PROVIDED DATA
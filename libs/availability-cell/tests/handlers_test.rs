// libs/availability-cell/tests/handlers_test.rs

use std::sync::Arc;

use axum::{
    body::{to_bytes, Body},
    http::{Request, StatusCode},
    Router,
};
use serde_json::{json, Value};
use tower::ServiceExt;
use uuid::Uuid;

use availability_cell::{availability_routes, AvailabilityService, AvailabilityState, ScheduleRulesService};
use shared_config::{SchedulingConfig, DEFAULT_CLINIC_TIMEZONE};
use shared_database::{InMemoryRepository, ScheduleRepository};
use shared_utils::test_utils::{date, local_instant, weekly_rule};
use shared_utils::FixedClock;

fn create_test_app(repo: Arc<InMemoryRepository>) -> Router {
    let now = local_instant(DEFAULT_CLINIC_TIMEZONE, date(2024, 6, 1), "08:00");
    let availability = AvailabilityService::new(
        &SchedulingConfig::default(),
        repo.clone(),
        repo.clone(),
        Arc::new(FixedClock::new(now)),
    )
    .unwrap();

    availability_routes(Arc::new(AvailabilityState {
        availability: Arc::new(availability),
        rules: ScheduleRulesService::new(repo),
    }))
}

async fn body_json(response: axum::response::Response) -> Value {
    let bytes = to_bytes(response.into_body(), usize::MAX).await.unwrap();
    serde_json::from_slice(&bytes).unwrap()
}

fn get(uri: String) -> Request<Body> {
    Request::builder().method("GET").uri(uri).body(Body::empty()).unwrap()
}

fn post(uri: String, body: Value) -> Request<Body> {
    Request::builder()
        .method("POST")
        .uri(uri)
        .header("content-type", "application/json")
        .body(Body::from(body.to_string()))
        .unwrap()
}

#[tokio::test]
async fn test_get_available_slots() {
    let repo = Arc::new(InMemoryRepository::new());
    let professional_id = Uuid::new_v4();
    repo.create_weekly_rule(&weekly_rule(professional_id, 1, "09:00", "12:00"))
        .await
        .unwrap();
    let app = create_test_app(repo);

    let response = app
        .oneshot(get(format!("/{}/available-slots?date=2024-06-03", professional_id)))
        .await
        .unwrap();

    assert_eq!(response.status(), StatusCode::OK);
    let body = body_json(response).await;
    assert_eq!(body["timezone"], "America/Santiago");
    assert_eq!(
        body["slots"],
        json!([
            {"date": "2024-06-03", "start_time": "09:00", "end_time": "10:00", "available": true},
            {"date": "2024-06-03", "start_time": "10:00", "end_time": "11:00", "available": true},
            {"date": "2024-06-03", "start_time": "11:00", "end_time": "12:00", "available": true}
        ])
    );
}

#[tokio::test]
async fn test_malformed_date_is_bad_request() {
    let app = create_test_app(Arc::new(InMemoryRepository::new()));

    let response = app
        .oneshot(get(format!("/{}/available-slots?date=03-06-2024", Uuid::new_v4())))
        .await
        .unwrap();

    assert_eq!(response.status(), StatusCode::BAD_REQUEST);
    let body = body_json(response).await;
    assert!(body["error"].as_str().unwrap().contains("03-06-2024"));
}

#[tokio::test]
async fn test_out_of_horizon_date_is_empty_not_error() {
    let repo = Arc::new(InMemoryRepository::new());
    let professional_id = Uuid::new_v4();
    repo.create_weekly_rule(&weekly_rule(professional_id, 1, "09:00", "12:00"))
        .await
        .unwrap();
    let app = create_test_app(repo);

    let response = app
        .oneshot(get(format!("/{}/slot-grid?date=2024-09-02", professional_id)))
        .await
        .unwrap();

    assert_eq!(response.status(), StatusCode::OK);
    assert_eq!(body_json(response).await["slots"], json!([]));
}

#[tokio::test]
async fn test_get_available_dates() {
    let repo = Arc::new(InMemoryRepository::new());
    let professional_id = Uuid::new_v4();
    repo.create_weekly_rule(&weekly_rule(professional_id, 1, "09:00", "12:00"))
        .await
        .unwrap();
    let app = create_test_app(repo);

    let response = app
        .oneshot(get(format!("/{}/available-dates", professional_id)))
        .await
        .unwrap();

    assert_eq!(response.status(), StatusCode::OK);
    assert_eq!(body_json(response).await["dates"], json!(["2024-06-03", "2024-06-10"]));
}

#[tokio::test]
async fn test_create_weekly_rule_then_query() {
    let repo = Arc::new(InMemoryRepository::new());
    let professional_id = Uuid::new_v4();
    let app = create_test_app(repo);

    let response = app
        .clone()
        .oneshot(post(
            format!("/{}/weekly-rules", professional_id),
            json!({"weekday": 1, "start_time": "22:00", "end_time": "00:00"}),
        ))
        .await
        .unwrap();
    assert_eq!(response.status(), StatusCode::CREATED);

    let response = app
        .oneshot(get(format!("/{}/availability?date=2024-06-03", professional_id)))
        .await
        .unwrap();
    let body = body_json(response).await;
    assert_eq!(body["availability"]["source"], "weekly_rules");
    assert_eq!(
        body["availability"]["windows"],
        json!([{"start_time": "22:00", "end_time": "00:00"}])
    );
}

#[tokio::test]
async fn test_invalid_weekly_rule_is_rejected() {
    let app = create_test_app(Arc::new(InMemoryRepository::new()));

    let response = app
        .oneshot(post(
            format!("/{}/weekly-rules", Uuid::new_v4()),
            json!({"weekday": 1, "start_time": "12:00", "end_time": "09:00"}),
        ))
        .await
        .unwrap();

    assert_eq!(response.status(), StatusCode::BAD_REQUEST);
}

#[tokio::test]
async fn test_create_blocked_interval() {
    let repo = Arc::new(InMemoryRepository::new());
    let professional_id = Uuid::new_v4();
    repo.create_weekly_rule(&weekly_rule(professional_id, 1, "09:00", "12:00"))
        .await
        .unwrap();
    let app = create_test_app(repo);

    let response = app
        .clone()
        .oneshot(post(
            format!("/{}/blocked-intervals", professional_id),
            json!({
                "starts_at": "2024-06-03T10:00:00-04:00",
                "ends_at": "2024-06-03T10:30:00-04:00",
                "reason": "supervision"
            }),
        ))
        .await
        .unwrap();
    assert_eq!(response.status(), StatusCode::CREATED);

    let response = app
        .oneshot(get(format!("/{}/available-slots?date=2024-06-03", professional_id)))
        .await
        .unwrap();
    let starts: Vec<String> = body_json(response).await["slots"]
        .as_array()
        .unwrap()
        .iter()
        .map(|slot| slot["start_time"].as_str().unwrap().to_string())
        .collect();
    assert_eq!(starts, vec!["09:00", "11:00"]);
}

YOUR TASK
Show each line of the data that contains the string "FixedClock".

REPLY
use shared_utils::FixedClock;
        Arc::new(FixedClock::new(now)),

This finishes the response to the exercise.